Anyone know where I can obtain some of these? Either from someone you know or a store that has these in stocks at the moment? I didn't see any in aquarium west


----------



## CRS Fan (Apr 21, 2010)

Hotkitty said:


> Anyone know where I can obtain some of these? Either from someone you know or a store that has these in stocks at the moment? I didn't see any in aquarium west


Are you looking for Lilaeopsis brasiliensis or Echinodorus tennelus? Pygmy chain sword is a generic name and harder to identify correctly as such.

Respectfully,

Stuart


----------



## onefishtwofish (Apr 21, 2010)

Stuart is one of the best go to guys for plants/ info on the forum. u r in good hands


----------



## Dawna (Jul 29, 2013)

Hi stuart, the one I am looking for looks like Echinodorus tennelus just need a tiny bunch in the tank, nothing big


----------



## CRS Fan (Apr 21, 2010)

There are 2 variants of tennelus. A wide leaf strain and a narrow leak variant that often has pinkish hues. Gary (2x2wheels) had some a while back. PM him as he may still have some.

Good luck on the hunt.

Best regards,

Stuart


----------



## Dawna (Jul 29, 2013)

Something like this: http://www.aquahobby.com/garden/img/Echinodorus_tenellus_2.jpg


----------



## jbyoung00008 (May 16, 2011)

Rogers pets in Surrey had Echinodorus tennelus last week.

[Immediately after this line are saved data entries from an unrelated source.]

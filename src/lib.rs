//! Binary search tree node with arena-owned, non-owning child links.
//!
//! [`Node<T>`] is a passive record: a value, a left and right [`NodeId`]
//! link, and an occurrence counter. Nodes never own their children; every
//! allocation belongs to a [`NodeArena<T>`], which is the only place nodes are
//! released. Tree policy (ordering, balancing, traversal) is left to whatever
//! builds on top.
//!
//! ```
//! use bst_node::{NodeArena, NodeError};
//!
//! let mut arena = NodeArena::new();
//! let root = arena.insert(5);
//! let left = arena.insert(3);
//! arena.set_left(root, Some(left))?;
//!
//! let node = arena.node(root)?;
//! assert_eq!(node.left(), Some(left));
//! assert_eq!(*arena.node(left)?.value(), 3);
//! # Ok::<(), NodeError>(())
//! ```

pub mod config;
pub mod domain;
pub mod errors;
pub mod util;

pub use config::Settings;
pub use domain::{CountPolicy, Node, NodeArena, NodeError, NodeId, NodeResult};
pub use errors::{BstError, BstResult};
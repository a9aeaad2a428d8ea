//! Configuration management with layered loading
//!
//! Precedence (lowest to highest):
//! 1. Compiled defaults
//! 2. Global config: `$XDG_CONFIG_HOME/bst-node/bst-node.toml`
//! 3. Local config: the file passed to [`Settings::load`]
//! 4. Environment variables: `BSTNODE_*` prefix

use std::path::{Path, PathBuf};

use config::builder::DefaultState;
use config::{Config, ConfigBuilder, ConfigError, Environment, File, FileFormat};
use directories::ProjectDirs;
use serde::{Deserialize, Serialize};
use tracing::{debug, instrument};

use crate::domain::{CountPolicy, NodeArena};
use crate::errors::{BstError, BstResult};

/// Prefix for environment overrides, e.g. `BSTNODE_COUNT_POLICY=checked`.
pub const ENV_PREFIX: &str = "BSTNODE";

const DEFAULT_INITIAL_CAPACITY: usize = 16;

/// Unified configuration for node arenas.
#[derive(Debug, Clone, Serialize, Deserialize, PartialEq, Eq)]
#[serde(default)]
pub struct Settings {
    /// Counter arithmetic at the edges of `u32` (default: wrap)
    pub count_policy: CountPolicy,
    /// Slots preallocated by arenas built from these settings
    pub initial_capacity: usize,
}

impl Default for Settings {
    fn default() -> Self {
        Self {
            count_policy: CountPolicy::default(),
            initial_capacity: DEFAULT_INITIAL_CAPACITY,
        }
    }
}

/// Get the XDG config directory for bst-node.
pub fn global_config_dir() -> Option<PathBuf> {
    ProjectDirs::from("", "", "bst-node").map(|dirs| dirs.config_dir().to_path_buf())
}

/// Get the path to the global config file.
pub fn global_config_path() -> Option<PathBuf> {
    global_config_dir().map(|dir| dir.join("bst-node.toml"))
}

impl Settings {
    /// Build an empty arena sized and configured from these settings.
    pub fn new_arena<T>(&self) -> NodeArena<T> {
        NodeArena::with_capacity_and_policy(self.initial_capacity, self.count_policy)
    }

    /// Load settings with layered precedence.
    ///
    /// # Arguments
    /// * `local` - Optional TOML file layered over the global config. It must
    ///   exist when given.
    ///
    /// # Precedence (lowest to highest)
    /// 1. Compiled defaults
    /// 2. Global config: `$XDG_CONFIG_HOME/bst-node/bst-node.toml`
    /// 3. Local config file
    /// 4. Environment variables: `BSTNODE_*`
    #[instrument(level = "debug")]
    pub fn load(local: Option<&Path>) -> BstResult<Self> {
        let mut builder = defaults_builder()?;

        if let Some(global_path) = global_config_path() {
            if global_path.exists() {
                debug!(path = %global_path.display(), "loading global config");
                builder = builder.add_source(
                    File::from(global_path)
                        .format(FileFormat::Toml)
                        .required(false),
                );
            }
        }

        if let Some(local_path) = local {
            debug!(path = %local_path.display(), "loading local config");
            builder = builder.add_source(
                File::from(local_path)
                    .format(FileFormat::Toml)
                    .required(true),
            );
        }

        let config = builder.build().map_err(config_err)?;
        let settings: Self = config.try_deserialize().map_err(config_err)?;

        Self::apply_env_overrides(settings, ENV_PREFIX)
    }

    /// Load defaults plus a single TOML file.
    ///
    /// Does NOT include the global config or environment variables.
    #[instrument(level = "debug")]
    pub fn load_file_only(path: &Path) -> BstResult<Self> {
        let config = defaults_builder()?
            .add_source(File::from(path).format(FileFormat::Toml).required(true))
            .build()
            .map_err(config_err)?;

        config.try_deserialize().map_err(config_err)
    }

    /// Apply `<prefix>_*` environment variables as explicit overrides.
    fn apply_env_overrides(mut settings: Self, prefix: &str) -> BstResult<Self> {
        let config = Config::builder()
            .add_source(
                Environment::with_prefix(prefix)
                    .prefix_separator("_")
                    .separator("__"),
            )
            .build()
            .map_err(config_err)?;

        if let Ok(val) = config.get_string("count_policy") {
            debug!(value = %val, "count_policy overridden from environment");
            settings.count_policy = val.parse()?;
        }
        if let Ok(val) = config.get_string("initial_capacity") {
            debug!(value = %val, "initial_capacity overridden from environment");
            settings.initial_capacity = val.trim().parse().map_err(|e| BstError::Config {
                message: format!("initial_capacity: {e}"),
            })?;
        }

        Ok(settings)
    }

    /// Show the effective configuration as TOML.
    pub fn to_toml(&self) -> BstResult<String> {
        toml::to_string_pretty(self).map_err(|e| BstError::Config {
            message: format!("serialize config: {e}"),
        })
    }

    /// Generate a template config file.
    pub fn template() -> String {
        r#"# bst-node configuration
#
# Locations (by precedence, lowest to highest):
#   Global: ~/.config/bst-node/bst-node.toml
#   Local:  file passed to Settings::load
#   Env:    BSTNODE_* environment variables (explicit overrides)

# Occurrence counter behaviour at the edges of u32:
#   "wrap"     - decrementing 0 yields u32::MAX (default)
#   "saturate" - clamp at 0 and u32::MAX
#   "checked"  - refuse the step with an error
# count_policy = "wrap"

# Slots preallocated by each arena
# initial_capacity = 16
"#
        .to_string()
    }
}

fn defaults_builder() -> BstResult<ConfigBuilder<DefaultState>> {
    let defaults = Settings::default();
    Config::builder()
        .set_default("count_policy", defaults.count_policy.as_str())
        .map_err(config_err)?
        .set_default("initial_capacity", defaults.initial_capacity as i64)
        .map_err(config_err)
}

fn config_err(e: ConfigError) -> BstError {
    BstError::Config {
        message: e.to_string(),
    }
}
//! Domain layer: the node record, its handles, and the arena that owns them
//!
//! This layer is independent of external concerns (no I/O, no config loading).

pub mod arena;
pub mod error;
pub mod node;
pub mod policy;

pub use arena::{NodeArena, NodeId};
pub use error::{NodeError, NodeResult};
pub use node::Node;
pub use policy::CountPolicy;
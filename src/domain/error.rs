//! Domain-level errors (no external dependencies)

use thiserror::Error;

use crate::domain::NodeId;

/// Errors raised by node and arena operations.
#[derive(Error, Debug, Clone, PartialEq, Eq)]
pub enum NodeError {
    #[error("stale node handle: {0}")]
    StaleNode(NodeId),

    #[error("occurrence count underflow")]
    CountUnderflow,

    #[error("occurrence count overflow")]
    CountOverflow,

    #[error("unknown count policy: {0}")]
    UnknownCountPolicy(String),
}

/// Result type for node operations.
pub type NodeResult<T> = Result<T, NodeError>;
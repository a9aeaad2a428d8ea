//! The binary search tree node record.

use crate::domain::arena::NodeId;
use crate::domain::error::NodeResult;
use crate::domain::policy::CountPolicy;

/// A single binary search tree node: one value, two child links, and an
/// occurrence counter.
///
/// The node is a passive record. It enforces no ordering, uniqueness, or
/// acyclicity; those belong to whatever tree assembles the nodes.
///
/// Child links are [`NodeId`] handles and do not own the child. The child's
/// allocation lives in a [`NodeArena`](crate::domain::NodeArena), so dropping
/// a node releases its own fields only, never the subtree behind its links.
///
/// A `Node<T>` is `Send`/`Sync` whenever `T` is. It has no internal locking:
/// mutating one node from several threads needs an external lock around the
/// node or its arena.
#[derive(Debug, Clone, Default, PartialEq, Eq)]
pub struct Node<T> {
    value: T,
    left: Option<NodeId>,
    right: Option<NodeId>,
    count: u32,
}

impl<T> Node<T> {
    /// Creates a node holding `value`, with no children and a count of 0.
    pub fn new(value: T) -> Self {
        Self {
            value,
            left: None,
            right: None,
            count: 0,
        }
    }

    pub fn set_value(&mut self, value: T) {
        self.value = value;
    }

    /// Points the left link at `link`.
    ///
    /// Whatever the slot referenced before is not released; it stays owned by
    /// its arena.
    pub fn set_left(&mut self, link: Option<NodeId>) {
        self.left = link;
    }

    /// Points the right link at `link`.
    ///
    /// Whatever the slot referenced before is not released; it stays owned by
    /// its arena.
    pub fn set_right(&mut self, link: Option<NodeId>) {
        self.right = link;
    }

    /// Adds one to the count, wrapping at `u32::MAX`.
    pub fn increment_count(&mut self) {
        self.count = self.count.wrapping_add(1);
    }

    /// Subtracts one from the count, wrapping to `u32::MAX` below zero.
    pub fn decrement_count(&mut self) {
        self.count = self.count.wrapping_sub(1);
    }

    /// Adds one to the count under `policy` and returns the new count.
    ///
    /// On error the count is left unchanged.
    pub fn increment_count_with(&mut self, policy: CountPolicy) -> NodeResult<u32> {
        self.count = policy.increment(self.count)?;
        Ok(self.count)
    }

    /// Subtracts one from the count under `policy` and returns the new count.
    ///
    /// On error the count is left unchanged.
    pub fn decrement_count_with(&mut self, policy: CountPolicy) -> NodeResult<u32> {
        self.count = policy.decrement(self.count)?;
        Ok(self.count)
    }

    pub fn value(&self) -> &T {
        &self.value
    }

    /// Mutable handle to the stored value.
    pub fn value_mut(&mut self) -> &mut T {
        &mut self.value
    }

    pub fn into_value(self) -> T {
        self.value
    }

    pub fn left(&self) -> Option<NodeId> {
        self.left
    }

    /// The left link slot itself, for reassigning or taking the child.
    pub fn left_mut(&mut self) -> &mut Option<NodeId> {
        &mut self.left
    }

    pub fn right(&self) -> Option<NodeId> {
        self.right
    }

    /// The right link slot itself, for reassigning or taking the child.
    pub fn right_mut(&mut self) -> &mut Option<NodeId> {
        &mut self.right
    }

    pub fn count(&self) -> u32 {
        self.count
    }

    pub fn is_leaf(&self) -> bool {
        self.left.is_none() && self.right.is_none()
    }
}

impl<T: Clone> Node<T> {
    /// Detached copy of the stored value.
    pub fn value_copy(&self) -> T {
        self.value.clone()
    }
}
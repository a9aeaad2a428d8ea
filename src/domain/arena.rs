use std::fmt;
use std::mem;

use generational_arena::{Arena, Index};
use tracing::{debug, instrument, warn};

use crate::domain::error::{NodeError, NodeResult};
use crate::domain::node::Node;
use crate::domain::policy::CountPolicy;

/// Non-owning handle to a node stored in a [`NodeArena`].
///
/// Handles are generational: once the node is removed, the handle stays
/// stale even if the slot is reused, so lookups through it return `None`.
#[derive(Debug, Clone, Copy, PartialEq, Eq, PartialOrd, Ord, Hash)]
pub struct NodeId(Index);

impl NodeId {
    /// Slot and generation of the underlying arena index.
    pub fn into_raw_parts(self) -> (usize, u64) {
        self.0.into_raw_parts()
    }
}

impl fmt::Display for NodeId {
    fn fmt(&self, f: &mut fmt::Formatter<'_>) -> fmt::Result {
        let (slot, generation) = self.0.into_raw_parts();
        write!(f, "node#{}@{}", slot, generation)
    }
}

/// Owner of every node allocation.
///
/// Nodes reference each other through [`NodeId`] links and never own one
/// another, so the arena is the only place nodes are released: one at a time
/// with [`remove`](Self::remove), a reachable subtree with
/// [`remove_subtree`](Self::remove_subtree), or all at once when the arena
/// drops.
///
/// No locking is done internally; share an arena across threads behind a
/// `Mutex` or `RwLock`.
#[derive(Debug)]
pub struct NodeArena<T> {
    nodes: Arena<Node<T>>,
    policy: CountPolicy,
}

impl<T> Default for NodeArena<T> {
    fn default() -> Self {
        Self::new()
    }
}

impl<T> NodeArena<T> {
    pub fn new() -> Self {
        Self {
            nodes: Arena::new(),
            policy: CountPolicy::default(),
        }
    }

    pub fn with_capacity(capacity: usize) -> Self {
        Self::with_capacity_and_policy(capacity, CountPolicy::default())
    }

    pub fn with_capacity_and_policy(capacity: usize, policy: CountPolicy) -> Self {
        Self {
            nodes: Arena::with_capacity(capacity),
            policy,
        }
    }

    pub fn policy(&self) -> CountPolicy {
        self.policy
    }

    pub fn set_policy(&mut self, policy: CountPolicy) {
        self.policy = policy;
    }

    /// Allocates a fresh node holding `value`, unlinked and with count 0.
    #[instrument(level = "trace", skip(self, value))]
    pub fn insert(&mut self, value: T) -> NodeId {
        NodeId(self.nodes.insert(Node::new(value)))
    }

    #[instrument(level = "trace", skip(self))]
    pub fn get(&self, id: NodeId) -> Option<&Node<T>> {
        self.nodes.get(id.0)
    }

    #[instrument(level = "trace", skip(self))]
    pub fn get_mut(&mut self, id: NodeId) -> Option<&mut Node<T>> {
        self.nodes.get_mut(id.0)
    }

    /// Like [`get`](Self::get), failing with `StaleNode` for released handles.
    pub fn node(&self, id: NodeId) -> NodeResult<&Node<T>> {
        self.get(id).ok_or(NodeError::StaleNode(id))
    }

    /// Like [`get_mut`](Self::get_mut), failing with `StaleNode` for released handles.
    pub fn node_mut(&mut self, id: NodeId) -> NodeResult<&mut Node<T>> {
        self.get_mut(id).ok_or(NodeError::StaleNode(id))
    }

    pub fn contains(&self, id: NodeId) -> bool {
        self.nodes.contains(id.0)
    }

    pub fn len(&self) -> usize {
        self.nodes.len()
    }

    pub fn is_empty(&self) -> bool {
        self.nodes.is_empty()
    }

    /// Live nodes in slot order. This is storage order, not tree order.
    pub fn iter(&self) -> impl Iterator<Item = (NodeId, &Node<T>)> + '_ {
        self.nodes.iter().map(|(idx, node)| (NodeId(idx), node))
    }

    /// Points `parent`'s left link at `child` and returns the previous link.
    ///
    /// Both handles must be live. The previous child is not released; it is
    /// returned so the caller can remove it or relink it. No ordering or
    /// cycle checks are made.
    #[instrument(level = "trace", skip(self))]
    pub fn set_left(
        &mut self,
        parent: NodeId,
        child: Option<NodeId>,
    ) -> NodeResult<Option<NodeId>> {
        self.ensure_live(child)?;
        let node = self.node_mut(parent)?;
        Ok(mem::replace(node.left_mut(), child))
    }

    /// Points `parent`'s right link at `child` and returns the previous link.
    ///
    /// Same contract as [`set_left`](Self::set_left).
    #[instrument(level = "trace", skip(self))]
    pub fn set_right(
        &mut self,
        parent: NodeId,
        child: Option<NodeId>,
    ) -> NodeResult<Option<NodeId>> {
        self.ensure_live(child)?;
        let node = self.node_mut(parent)?;
        Ok(mem::replace(node.right_mut(), child))
    }

    /// Increments the node's count under the arena's policy.
    #[instrument(level = "trace", skip(self))]
    pub fn increment_count(&mut self, id: NodeId) -> NodeResult<u32> {
        let policy = self.policy;
        let node = self.node_mut(id)?;
        let before = node.count();
        let after = node.increment_count_with(policy)?;
        if after < before {
            warn!(%id, "occurrence count wrapped past u32::MAX");
        }
        Ok(after)
    }

    /// Decrements the node's count under the arena's policy.
    #[instrument(level = "trace", skip(self))]
    pub fn decrement_count(&mut self, id: NodeId) -> NodeResult<u32> {
        let policy = self.policy;
        let node = self.node_mut(id)?;
        let before = node.count();
        let after = node.decrement_count_with(policy)?;
        if after > before {
            warn!(%id, "occurrence count wrapped below zero");
        }
        Ok(after)
    }

    /// Releases a single node and hands it back.
    ///
    /// Its children stay in the arena, and links in other nodes that pointed
    /// at it become stale.
    #[instrument(level = "debug", skip(self))]
    pub fn remove(&mut self, id: NodeId) -> NodeResult<Node<T>> {
        self.nodes.remove(id.0).ok_or(NodeError::StaleNode(id))
    }

    /// Releases `id` and every node reachable through its links, returning
    /// their values in pre-order.
    ///
    /// Shared children and cycles are released once. Links held by nodes
    /// outside the subtree are left stale.
    #[instrument(level = "debug", skip(self))]
    pub fn remove_subtree(&mut self, id: NodeId) -> NodeResult<Vec<T>> {
        if !self.contains(id) {
            return Err(NodeError::StaleNode(id));
        }

        let mut released = Vec::new();
        let mut stack = vec![id];
        while let Some(current) = stack.pop() {
            // already released through another link
            let Some(node) = self.nodes.remove(current.0) else {
                continue;
            };
            stack.extend(node.right());
            stack.extend(node.left());
            released.push(node.into_value());
        }

        debug!(released = released.len(), remaining = self.len(), "subtree released");
        Ok(released)
    }

    fn ensure_live(&self, link: Option<NodeId>) -> NodeResult<()> {
        match link {
            Some(id) if !self.contains(id) => Err(NodeError::StaleNode(id)),
            _ => Ok(()),
        }
    }
}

I bought the 2 remaining bunches  They might be able to order more in. Give them a call. I bought 4 bunches from Rogers a month ago also. Ive done a lot of reading on this species. . Its usually grown in an emersed form so when its fully submersed in water all the leaves will fall off of it and re grow as submersed leaves if that makes sense. So dont think its dying after you plant it. It will bounce back. Very cool looking grass. Good luck with it.


----------



## Dawna (Jul 29, 2013)

Thats a long way drive for me haha. I guess I could check it out when I have the time, thanks for the tip


----------



## 2wheelsx2 (Apr 21, 2010)

Pat has E. tenellus. http://www.bcaquaria.com/forum/cana...ricing-effect-july-15th-until-sept-1-a-47153/

Pest free too.


----------